Top of DATA FOR ANALYSIS
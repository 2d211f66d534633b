//! Career API endpoints and job applications.

use axum::{
    body::Bytes,
    extract::{multipart::MultipartError, Multipart, Path, Query, State},
    Json,
};

use super::{
    admin_recipient, created, message, ApiJson, ApiResult, CategoryQuery, Created,
    MessageResponse,
};
use crate::errors::AppError;
use crate::mail::{Attachment, OutboundMail};
use crate::models::{
    CareerItem, CreateCareerRequest, JobApplication, JobApplicationFields, UpdateCareerRequest,
};
use crate::uploads::{StoredFile, MAX_RESUME_BYTES, RESUME_CONTENT_TYPE};
use crate::AppState;

/// Multipart field carrying the resume file.
const RESUME_FIELD: &str = "resume";

/// GET /api/career - List openings, newest first.
pub async fn list_careers(
    State(state): State<AppState>,
    Query(query): Query<CategoryQuery>,
) -> ApiResult<Vec<CareerItem>> {
    Ok(Json(state.store.list(query.filter().as_ref()).await?))
}

/// GET /api/career/category/:category
pub async fn list_careers_by_category(
    State(state): State<AppState>,
    Path(category): Path<String>,
) -> ApiResult<Vec<CareerItem>> {
    let filter = CategoryQuery::from_path(category);
    Ok(Json(state.store.list(filter.as_ref()).await?))
}

/// GET /api/career/:id
pub async fn get_career(
    State(state): State<AppState>,
    Path(id): Path<String>,
) -> ApiResult<CareerItem> {
    Ok(Json(state.store.get(&id).await?))
}

/// POST /api/career
pub async fn create_career(
    State(state): State<AppState>,
    ApiJson(request): ApiJson<CreateCareerRequest>,
) -> Created<CareerItem> {
    let career = request.into_career()?;
    state.store.insert(&career).await?;
    tracing::info!(id = %career.id, "Career item created");
    Ok(created(career))
}

/// PUT /api/career/:id
pub async fn update_career(
    State(state): State<AppState>,
    Path(id): Path<String>,
    ApiJson(request): ApiJson<UpdateCareerRequest>,
) -> ApiResult<CareerItem> {
    let mut career: CareerItem = state.store.get(&id).await?;
    request.apply(&mut career);
    state.store.replace(&career).await?;
    Ok(Json(career))
}

/// DELETE /api/career/:id
pub async fn delete_career(
    State(state): State<AppState>,
    Path(id): Path<String>,
) -> ApiResult<MessageResponse> {
    state.store.delete::<CareerItem>(&id, None).await?;
    tracing::info!(%id, "Career item deleted");
    Ok(message("Career item deleted successfully"))
}

/// Compare the media type essence, ignoring parameters and case.
fn is_pdf(content_type: &str) -> bool {
    content_type
        .split(';')
        .next()
        .is_some_and(|essence| essence.trim().eq_ignore_ascii_case(RESUME_CONTENT_TYPE))
}

struct ResumeUpload {
    filename: String,
    content_type: String,
    bytes: Bytes,
}

fn multipart_error(err: MultipartError) -> AppError {
    AppError::Validation(format!("Invalid form data: {}", err.body_text()))
}

async fn send_application(
    state: &AppState,
    application: &JobApplication,
    recipient: String,
    stored: &StoredFile,
) -> Result<(), AppError> {
    let bytes = state.uploads.read(stored).await?;
    let mail = OutboundMail::new(
        recipient,
        application.mail_subject(),
        application.mail_body(),
    )
    .with_attachment(Attachment {
        filename: stored.original_name.clone(),
        content_type: RESUME_CONTENT_TYPE.to_string(),
        bytes,
    });
    state.mailer.send(mail).await?;
    Ok(())
}

/// POST /api/career/apply - Mail a job application with its PDF resume.
pub async fn apply_for_career(
    State(state): State<AppState>,
    mut multipart: Multipart,
) -> ApiResult<MessageResponse> {
    let mut fields = JobApplicationFields::default();
    let mut resume = None;

    while let Some(field) = multipart.next_field().await.map_err(multipart_error)? {
        let name = field.name().unwrap_or_default().to_string();
        if name == RESUME_FIELD {
            let filename = field.file_name().unwrap_or("resume.pdf").to_string();
            let content_type = field.content_type().unwrap_or_default().to_string();
            let bytes = field.bytes().await.map_err(multipart_error)?;
            resume = Some(ResumeUpload {
                filename,
                content_type,
                bytes,
            });
        } else {
            let value = field.text().await.map_err(multipart_error)?;
            fields.set(&name, value);
        }
    }

    let application = fields.validate()?;
    let resume = resume.ok_or_else(|| AppError::Validation("Resume is required".to_string()))?;
    if !is_pdf(&resume.content_type) {
        return Err(AppError::Validation(
            "Invalid file type. Only PDF files are allowed for resumes.".to_string(),
        ));
    }
    if resume.bytes.len() > MAX_RESUME_BYTES {
        return Err(AppError::Validation(
            "Resume exceeds the 2MB size limit".to_string(),
        ));
    }
    let recipient = admin_recipient(&state)?;

    let stored = state.uploads.save(&resume.filename, &resume.bytes).await?;
    let outcome = send_application(&state, &application, recipient, &stored).await;

    // The upload is transient whether or not delivery succeeds
    if let Err(e) = state.uploads.remove(&stored).await {
        tracing::warn!("Failed to remove uploaded resume: {}", e);
    }
    outcome?;

    tracing::info!(position = %application.position, "Job application forwarded");
    Ok(message("Application submitted successfully."))
}
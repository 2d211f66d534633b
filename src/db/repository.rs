//! Generic document repository.
//!
//! Each operation is a single round-trip against the store. There are no
//! multi-document transactions and no optimistic concurrency checks.

use chrono::{SecondsFormat, Utc};
use serde::{de::DeserializeOwned, Serialize};
use sqlx::{Row, SqlitePool};
use uuid::Uuid;

use crate::errors::AppError;

/// A JSON document owned by a single collection.
pub trait Document: Serialize + DeserializeOwned + Send + Sync {
    /// Collection the document lives in.
    const COLLECTION: &'static str;
    /// Human-readable name used in not-found messages.
    const LABEL: &'static str;

    fn id(&self) -> &str;
    fn created_at(&self) -> &str;

    fn not_found() -> AppError {
        AppError::NotFound(format!("{} not found", Self::LABEL))
    }

    fn duplicate() -> AppError {
        AppError::Conflict(format!("{} already exists", Self::LABEL))
    }
}

/// Equality filter on a top-level document field.
#[derive(Debug, Clone)]
pub struct Filter {
    field: &'static str,
    value: String,
}

impl Filter {
    pub fn eq(field: &'static str, value: impl Into<String>) -> Self {
        Self {
            field,
            value: value.into(),
        }
    }

    fn json_path(&self) -> String {
        format!("$.{}", self.field)
    }
}

/// Generate a fresh document identifier.
pub fn new_id() -> String {
    Uuid::new_v4().to_string()
}

/// Current time as an RFC 3339 timestamp with microsecond precision.
pub fn now_timestamp() -> String {
    Utc::now().to_rfc3339_opts(SecondsFormat::Micros, true)
}

/// Validate that an identifier is a well-formed key for `T`.
pub fn parse_id<T: Document>(id: &str) -> Result<String, AppError> {
    Uuid::parse_str(id)
        .map(|uuid| uuid.to_string())
        .map_err(|_| AppError::InvalidId(format!("{} not found", T::LABEL)))
}

/// Store handle shared by all handlers.
#[derive(Clone)]
pub struct Store {
    pool: SqlitePool,
}

impl Store {
    pub fn new(pool: SqlitePool) -> Self {
        Self { pool }
    }

    /// Close the underlying pool, waiting for in-flight queries.
    pub async fn close(&self) {
        self.pool.close().await;
    }

    /// List documents newest-first, optionally filtered on one field.
    pub async fn list<T: Document>(&self, filter: Option<&Filter>) -> Result<Vec<T>, AppError> {
        let rows = match filter {
            Some(filter) => {
                sqlx::query(
                    "SELECT body FROM documents WHERE collection = ? AND json_extract(body, ?) = ? ORDER BY created_at DESC, seq DESC",
                )
                .bind(T::COLLECTION)
                .bind(filter.json_path())
                .bind(&filter.value)
                .fetch_all(&self.pool)
                .await?
            }
            None => {
                sqlx::query(
                    "SELECT body FROM documents WHERE collection = ? ORDER BY created_at DESC, seq DESC",
                )
                .bind(T::COLLECTION)
                .fetch_all(&self.pool)
                .await?
            }
        };

        rows.iter().map(|row| document_from_row(row)).collect()
    }

    /// Fetch a document by identifier.
    pub async fn get<T: Document>(&self, id: &str) -> Result<T, AppError> {
        let id = parse_id::<T>(id)?;
        let row = sqlx::query("SELECT body FROM documents WHERE collection = ? AND id = ?")
            .bind(T::COLLECTION)
            .bind(&id)
            .fetch_optional(&self.pool)
            .await?;

        match row {
            Some(row) => document_from_row(&row),
            None => Err(T::not_found()),
        }
    }

    /// Fetch the first document matching a filter.
    pub async fn find_one<T: Document>(&self, filter: &Filter) -> Result<Option<T>, AppError> {
        let row = sqlx::query(
            "SELECT body FROM documents WHERE collection = ? AND json_extract(body, ?) = ? LIMIT 1",
        )
        .bind(T::COLLECTION)
        .bind(filter.json_path())
        .bind(&filter.value)
        .fetch_optional(&self.pool)
        .await?;

        row.as_ref().map(document_from_row).transpose()
    }

    /// Persist a new document. A unique-index violation surfaces as `Conflict`.
    pub async fn insert<T: Document>(&self, document: &T) -> Result<(), AppError> {
        let body = serde_json::to_string(document)?;

        let result = sqlx::query(
            "INSERT INTO documents (id, collection, body, created_at, updated_at) VALUES (?, ?, ?, ?, ?)",
        )
        .bind(document.id())
        .bind(T::COLLECTION)
        .bind(&body)
        .bind(document.created_at())
        .bind(now_timestamp())
        .execute(&self.pool)
        .await;

        match result {
            Ok(_) => Ok(()),
            Err(sqlx::Error::Database(db)) if db.is_unique_violation() => Err(T::duplicate()),
            Err(e) => Err(e.into()),
        }
    }

    /// Overwrite an existing document with its merged state.
    pub async fn replace<T: Document>(&self, document: &T) -> Result<(), AppError> {
        let body = serde_json::to_string(document)?;

        let result = sqlx::query(
            "UPDATE documents SET body = ?, updated_at = ? WHERE collection = ? AND id = ?",
        )
        .bind(&body)
        .bind(now_timestamp())
        .bind(T::COLLECTION)
        .bind(document.id())
        .execute(&self.pool)
        .await?;

        if result.rows_affected() == 0 {
            return Err(T::not_found());
        }
        Ok(())
    }

    /// Remove a document permanently, optionally requiring a field match.
    pub async fn delete<T: Document>(&self, id: &str, filter: Option<&Filter>) -> Result<(), AppError> {
        let id = parse_id::<T>(id)?;

        let result = match filter {
            Some(filter) => {
                sqlx::query(
                    "DELETE FROM documents WHERE collection = ? AND id = ? AND json_extract(body, ?) = ?",
                )
                .bind(T::COLLECTION)
                .bind(&id)
                .bind(filter.json_path())
                .bind(&filter.value)
                .execute(&self.pool)
                .await?
            }
            None => {
                sqlx::query("DELETE FROM documents WHERE collection = ? AND id = ?")
                    .bind(T::COLLECTION)
                    .bind(&id)
                    .execute(&self.pool)
                    .await?
            }
        };

        if result.rows_affected() == 0 {
            return Err(T::not_found());
        }
        Ok(())
    }
}

fn document_from_row<T: Document>(row: &sqlx::sqlite::SqliteRow) -> Result<T, AppError> {
    let body: String = row.get("body");
    Ok(serde_json::from_str(&body)?)
}
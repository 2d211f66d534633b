//! Blog API endpoints.

use axum::{
    extract::{Path, Query, State},
    Json,
};
use serde::Deserialize;

use super::{created, message, ApiJson, ApiResult, Created, MessageResponse};
use crate::db::Filter;
use crate::models::{
    optional, BlogPost, BlogStatus, CreateBlogPostRequest, UpdateBlogPostRequest,
};
use crate::AppState;

#[derive(Debug, Default, Deserialize)]
pub struct BlogQuery {
    #[serde(default)]
    pub status: Option<String>,
}

/// GET /api/blog - List posts, newest first.
pub async fn list_blog_posts(
    State(state): State<AppState>,
    Query(query): Query<BlogQuery>,
) -> ApiResult<Vec<BlogPost>> {
    let filter = match optional(query.status) {
        Some(raw) => Some(Filter::eq("status", BlogStatus::parse(&raw)?.as_str())),
        None => None,
    };
    Ok(Json(state.store.list(filter.as_ref()).await?))
}

/// GET /api/blog/published - List published posts.
pub async fn list_published_posts(State(state): State<AppState>) -> ApiResult<Vec<BlogPost>> {
    let filter = Filter::eq("status", BlogStatus::Published.as_str());
    Ok(Json(state.store.list(Some(&filter)).await?))
}

/// GET /api/blog/:id
pub async fn get_blog_post(
    State(state): State<AppState>,
    Path(id): Path<String>,
) -> ApiResult<BlogPost> {
    Ok(Json(state.store.get(&id).await?))
}

/// POST /api/blog - Create a draft post.
pub async fn create_blog_post(
    State(state): State<AppState>,
    ApiJson(request): ApiJson<CreateBlogPostRequest>,
) -> Created<BlogPost> {
    let post = request.into_post()?;
    state.store.insert(&post).await?;
    tracing::info!(id = %post.id, "Blog post created");
    Ok(created(post))
}

/// PUT /api/blog/:id
pub async fn update_blog_post(
    State(state): State<AppState>,
    Path(id): Path<String>,
    ApiJson(request): ApiJson<UpdateBlogPostRequest>,
) -> ApiResult<BlogPost> {
    let mut post: BlogPost = state.store.get(&id).await?;
    request.apply(&mut post)?;
    state.store.replace(&post).await?;
    Ok(Json(post))
}

/// DELETE /api/blog/:id
pub async fn delete_blog_post(
    State(state): State<AppState>,
    Path(id): Path<String>,
) -> ApiResult<MessageResponse> {
    state.store.delete::<BlogPost>(&id, None).await?;
    tracing::info!(%id, "Blog post deleted");
    Ok(message("Blog post deleted successfully"))
}
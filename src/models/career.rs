//! Career opening model.

use serde::{Deserialize, Serialize};

use super::{optional, required};
use crate::db::{new_id, now_timestamp, Document};
use crate::errors::AppError;

#[derive(Debug, Clone, Serialize, Deserialize, PartialEq)]
#[serde(rename_all = "camelCase")]
pub struct CareerItem {
    pub id: String,
    pub title: String,
    pub description: String,
    #[serde(default)]
    pub requirements: Vec<String>,
    #[serde(skip_serializing_if = "Option::is_none")]
    pub category: Option<String>,
    pub created_at: String,
    pub updated_at: String,
}

impl Document for CareerItem {
    const COLLECTION: &'static str = "careers";
    const LABEL: &'static str = "Career item";

    fn id(&self) -> &str {
        &self.id
    }

    fn created_at(&self) -> &str {
        &self.created_at
    }
}

#[derive(Debug, Clone, Default, Deserialize)]
#[serde(rename_all = "camelCase")]
pub struct CreateCareerRequest {
    #[serde(default)]
    pub title: Option<String>,
    #[serde(default)]
    pub description: Option<String>,
    #[serde(default)]
    pub requirements: Option<Vec<String>>,
    #[serde(default)]
    pub category: Option<String>,
}

impl CreateCareerRequest {
    pub fn into_career(self) -> Result<CareerItem, AppError> {
        let now = now_timestamp();
        Ok(CareerItem {
            id: new_id(),
            title: required(self.title, "Title")?,
            description: required(self.description, "Description")?,
            requirements: clean_requirements(self.requirements.unwrap_or_default()),
            category: optional(self.category),
            created_at: now.clone(),
            updated_at: now,
        })
    }
}

#[derive(Debug, Clone, Default, Deserialize)]
#[serde(rename_all = "camelCase")]
pub struct UpdateCareerRequest {
    #[serde(default)]
    pub title: Option<String>,
    #[serde(default)]
    pub description: Option<String>,
    #[serde(default)]
    pub requirements: Option<Vec<String>>,
    #[serde(default)]
    pub category: Option<String>,
}

impl UpdateCareerRequest {
    pub fn apply(self, career: &mut CareerItem) {
        if let Some(title) = optional(self.title) {
            career.title = title;
        }
        if let Some(description) = optional(self.description) {
            career.description = description;
        }
        if let Some(requirements) = self.requirements {
            career.requirements = clean_requirements(requirements);
        }
        if let Some(category) = optional(self.category) {
            career.category = Some(category);
        }
        career.updated_at = now_timestamp();
    }
}

fn clean_requirements(requirements: Vec<String>) -> Vec<String> {
    requirements
        .into_iter()
        .filter_map(|r| optional(Some(r)))
        .collect()
}
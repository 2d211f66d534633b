//! Integration tests for the site backend.

use std::path::PathBuf;
use std::sync::Arc;
use std::time::Duration;

use chrono::Utc;
use reqwest::{multipart, Client, StatusCode};
use serde_json::{json, Value};
use tempfile::TempDir;

use crate::auth::TokenKeys;
use crate::config::{AdminCredentials, Config, Environment};
use crate::db::{open_store, Filter, Store};
use crate::mail::MemoryMailer;
use crate::models::User;
use crate::uploads::{UploadStore, MAX_RESUME_BYTES};
use crate::{create_router, AppState};

const JWT_SECRET: &str = "test-jwt-secret";
const ADMIN_USERNAME: &str = "admin";
const ADMIN_PASSWORD: &str = "cloudbooking2024";
const INDEX_HTML: &str = "<!doctype html><div id=\"root\"></div>";

/// Test fixture for integration tests.
struct TestFixture {
    client: Client,
    base_url: String,
    store: Arc<Store>,
    mailer: Arc<MemoryMailer>,
    upload_dir: PathBuf,
    _temp_dir: TempDir,
}
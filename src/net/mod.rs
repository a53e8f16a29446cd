//! Network layer subsystem.
//!
//! # Data Flow
//! ```text
//! Component::init
//!     → listener.rs (bind, resolve ephemeral port)
//! Component::start
//!     → accept loop (http/serve.rs)
//!     → connection.rs (tracking guard, write deadline)
//!     → Hand off to HTTP layer
//! ```
//!
//! # Design Decisions
//! - Each connection tracked for graceful shutdown
//! - The write inactivity timeout lives on the socket; read limits apply
//!   to the request head (hyper) and body (http/serve.rs)

pub mod connection;
pub mod listener;

pub use connection::{ConnectionGuard, ConnectionId, ConnectionTracker, TimeoutIo};
pub use listener::{local_main_ip, Listener, ListenerError};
Bottom of DATA FOR ANALYSIS
== DIRECTIONS FOR THIS TASK ==
Starting at the line that has "document by identifier." in the records above, restate word for word every line until the one that has "json_extract(body, ?) = ? LIMIT", and include that one as well.

== TASK RESULT ==
    /// Fetch a document by identifier.
    pub async fn get<T: Document>(&self, id: &str) -> Result<T, AppError> {
        let id = parse_id::<T>(id)?;
        let row = sqlx::query("SELECT body FROM documents WHERE collection = ? AND id = ?")
            .bind(T::COLLECTION)
            .bind(&id)
            .fetch_optional(&self.pool)
            .await?;

        match row {
            Some(row) => document_from_row(&row),
            None => Err(T::not_found()),
        }
    }

    /// Fetch the first document matching a filter.
    pub async fn find_one<T: Document>(&self, filter: &Filter) -> Result<Option<T>, AppError> {
        let row = sqlx::query(
            "SELECT body FROM documents WHERE collection = ? AND json_extract(body, ?) = ? LIMIT 1",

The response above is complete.